Впрочем, жертва писателя не обязательно могла быть кровавой. «Жертва богу — дух сокрушен».

Кстати, может быть, жертва темным богам этой волшебной пещеры — именно описание смертей? Ведь в том же «Поттере» — убийство это обязательная составная часть любого тома.

Но где, вообще, есть книги, в которых не убивают, не воруют и не предают? Всем этим занимаются даже на страницах Библии. А что говорить о литературе, призванной развлекать читателя?

Меня бросило в жар.

Все: Рубикон перейден.

Я уже заплатил черному ангелу его подать: я описал смерть умного, образованного мага, который знал даже больше, чем я могу себе представить. Я сам отправил его на заклание. А заодно и его помощника — Серегу. Да, похоже, я не поскупился. Щедро расплатился за будущий писательский успех.

Вот только что я буду делать и как оправдаться перед богом, если все, что было мной написано, станет происходить на самом деле, если уже произошло? Как потом со всем этим я буду жить?

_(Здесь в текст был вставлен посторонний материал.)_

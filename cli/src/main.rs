//! CLI entrypoint for chatbot
//!
//! This is the main binary that wires together all layers using
//! dependency injection: configuration files and flags are merged, the
//! language model and tool modules are loaded from the catalog, and the
//! session runs until the user exits or the backend fails.

use anyhow::{Context, Result, anyhow};
use chatbot_application::{
    ApprovalGate, AutoReject, ConversationLogger, RunSessionUseCase, TranscriptWriter,
    UserInputPort,
};
use chatbot_domain::ModuleParams;
use chatbot_infrastructure::{
    ConfigLoader, FileConfig, FileToolConfig, FileTranscript, JsonlConversationLogger,
    ModuleCatalog, ModuleContext, ToolRegistry,
};
use chatbot_presentation::{
    Cli, ConsolePresenter, InteractiveApproval, LineEditorInput, StdinInput,
    default_history_path,
};
use clap::Parser;
use std::fs::OpenOptions;
use std::io::IsTerminal;
use std::path::Path;
use std::sync::Arc;
use tracing::{info, warn};
use tracing_appender::non_blocking::WorkerGuard;
use tracing_subscriber::EnvFilter;

#[tokio::main(flavor = "current_thread")]
async fn main() {
    let cli = Cli::parse();

    if cli.show_config {
        print!("{}", ConfigLoader::config_sources(cli.config.as_deref()));
        return;
    }

    if let Err(e) = run(cli).await {
        eprintln!("Fatal Error: {:#}", e);
        std::process::exit(1);
    }
}

async fn run(cli: Cli) -> Result<()> {
    let mut config = if cli.no_config {
        ConfigLoader::load_defaults()
    } else {
        ConfigLoader::load(cli.config.as_deref()).map_err(|e| anyhow!("{}", e))?
    };
    apply_cli(&mut config, &cli)?;
    config.validate()?;

    // Flushes buffered log lines when dropped
    let _guard = init_logging(cli.verbose, config.log.file.as_deref())?;
    info!("Starting chatbot");

    // === Dependency Injection ===
    let catalog = ModuleCatalog::with_builtin();

    let lm = config
        .model
        .module
        .as_deref()
        .ok_or_else(|| anyhow!("No language model is specified. Use --lm or [model] module."))?;
    let model = catalog.load_model(lm, &ModuleParams::parse(&config.model.params))?;
    info!(module = %lm, "Language model loaded");

    let interactive = std::io::stdin().is_terminal();
    let approval: Arc<dyn ApprovalGate> = if interactive {
        Arc::new(InteractiveApproval::new())
    } else {
        Arc::new(AutoReject)
    };
    let context = ModuleContext { approval };

    let mut registry = ToolRegistry::new();
    for tool in &config.tools {
        let loaded = catalog.load_tool(&tool.module, &ModuleParams::parse(&tool.params), &context)?;
        if let Err(e) = registry.register(loaded) {
            warn!("{}", e);
        }
    }
    let stats = registry.stats();
    info!(
        tools = stats.total_tools,
        commands = stats.total_commands,
        shared = stats.shared_commands,
        "Tools registered"
    );

    let presenter = Arc::new(ConsolePresenter::stdout(config.session.show_thinking));
    let mut session =
        RunSessionUseCase::new(model, Arc::new(registry), config.to_session_config()?)
            .with_presenter(presenter);

    if let Some(path) = &config.session.transcript {
        let transcript: Arc<dyn TranscriptWriter> = Arc::new(
            FileTranscript::open(path)
                .with_context(|| format!("Failed to open transcript {}", path.display()))?,
        );
        session = session.with_transcript(transcript);
    }
    if let Some(path) = &config.log.events {
        let logger: Arc<dyn ConversationLogger> = Arc::new(
            JsonlConversationLogger::open(path)
                .with_context(|| format!("Failed to open event log {}", path.display()))?,
        );
        session = session.with_conversation_logger(logger);
    }

    let mut input: Box<dyn UserInputPort> = if interactive {
        Box::new(LineEditorInput::new(default_history_path()))
    } else {
        Box::new(StdinInput::stdin())
    };

    session.run(input.as_mut()).await?;
    Ok(())
}

/// Command-line flags override the merged configuration files.
fn apply_cli(config: &mut FileConfig, cli: &Cli) -> Result<()> {
    if let Some(lm) = &cli.lm {
        config.model.module = Some(lm.clone());
        config.model.params = cli.lm_args.clone().unwrap_or_default();
    } else if let Some(args) = &cli.lm_args {
        config.model.params = args.clone();
    }

    if !cli.tool.is_empty() || !cli.tool_args.is_empty() {
        config.tools = cli
            .tool_modules()
            .map_err(|e| anyhow!(e))?
            .into_iter()
            .map(|(module, params)| FileToolConfig { module, params })
            .collect();
    }

    let session = &mut config.session;
    if let Some(prompt) = &cli.system_prompt {
        session.system_prompt = Some(prompt.clone());
        session.system_prompt_file = None;
    }
    if let Some(path) = &cli.system_prompt_file {
        session.system_prompt_file = Some(path.clone());
    }
    if let Some(path) = &cli.transcript {
        session.transcript = Some(path.clone());
    }
    if let Some(path) = &cli.state_file {
        session.state_file = Some(path.clone());
    }
    if cli.show_thinking {
        session.show_thinking = true;
    }
    if let Some(max) = cli.max_tool_turns {
        session.max_tool_turns = Some(usize::try_from(max).context("--max-tool-turns is too large")?);
    }

    if let Some(path) = &cli.event_log {
        config.log.events = Some(path.clone());
    }
    if let Some(path) = &cli.log_file {
        config.log.file = Some(path.clone());
    }
    Ok(())
}

/// Initialize logging based on verbosity level.
///
/// Logs go to stderr, or to `log_file` through a non-blocking writer, so
/// they never interleave with the reply stream on stdout.
fn init_logging(verbose: u8, log_file: Option<&Path>) -> Result<Option<WorkerGuard>> {
    let filter = match verbose {
        0 => EnvFilter::new("warn"),
        1 => EnvFilter::new("info"),
        2 => EnvFilter::new("debug"),
        _ => EnvFilter::new("trace"), // -vvv or more
    };

    let Some(path) = log_file else {
        tracing_subscriber::fmt()
            .with_env_filter(filter)
            .with_target(false)
            .with_writer(std::io::stderr)
            .init();
        return Ok(None);
    };

    let file = OpenOptions::new()
        .create(true)
        .append(true)
        .open(path)
        .with_context(|| format!("Failed to open log file {}", path.display()))?;
    let (writer, guard) = tracing_appender::non_blocking(file);
    tracing_subscriber::fmt()
        .with_env_filter(filter)
        .with_target(false)
        .with_ansi(false)
        .with_writer(writer)
        .init();
    Ok(Some(guard))
}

Да, все началось с того, что я захотел написать настоящий мистический роман, а не дешевку с рождением сатаны и торжественным пожиранием демонами и оборотнями разных граждан из Москвы и Петербурга.

Что хотел, то и получил.

Я интуитивно прочувствовал, как все делается в мире культуры, и теперь пишу лучшую в своей жизни книгу. И если я вернусь отсюда и издам весь этот бред, меня станут носить на руках. Они все будут считать, что это именно я такой гениальный, раз все это сочинил. Никто ведь не поверит, что, на самом деле, я истинный тут ни при чем. И это только моя мечта втянула меня в мир, где это желание начало реализовываться.

Вот и получается, что все наши мысли, не просто материальны, но еще обладают своим собственным характером, темпераментом, волей, прямо как люди.

И никто меня сюда не затягивал, а я сам позволил своим мыслям помочь провалиться мне в прореху в пространстве, чтобы написать весь этот ужас, а потом так же благополучно вывалиться отсюда в реальность с гениальным текстом в кармане.

Это ли не сделка с дьяволом?

Но ведь души я не продавал!

А разве я не совершил нечто гораздо худшее, разве не из-под моих пальцев вышел текст, где ради какой-то книги погибают умные и даже в чем-то симпатичные люди?

И есть ли у меня уверенность, что это все — просто рассказы или главы из будущей книги, а не сама реальность?

Да, это похоже на безумие, и если — весь этот кошмар — и есть настоящее вдохновение, то стоит крепко задуматься: зачем мне все это нужно?

Я обхватил голову руками. Мне казалось, что мысли летали внутри моего черепа верткими пулями. Это были не духовные страдания, отнюдь, это была настоящая физиологическая боль.

Сначала она пронзила затылок, где-то в районе мозжечка, потом вползла в мозг красной гадюкой и обвила лобовые доли левого полушария, затем она сдавила клещами виски.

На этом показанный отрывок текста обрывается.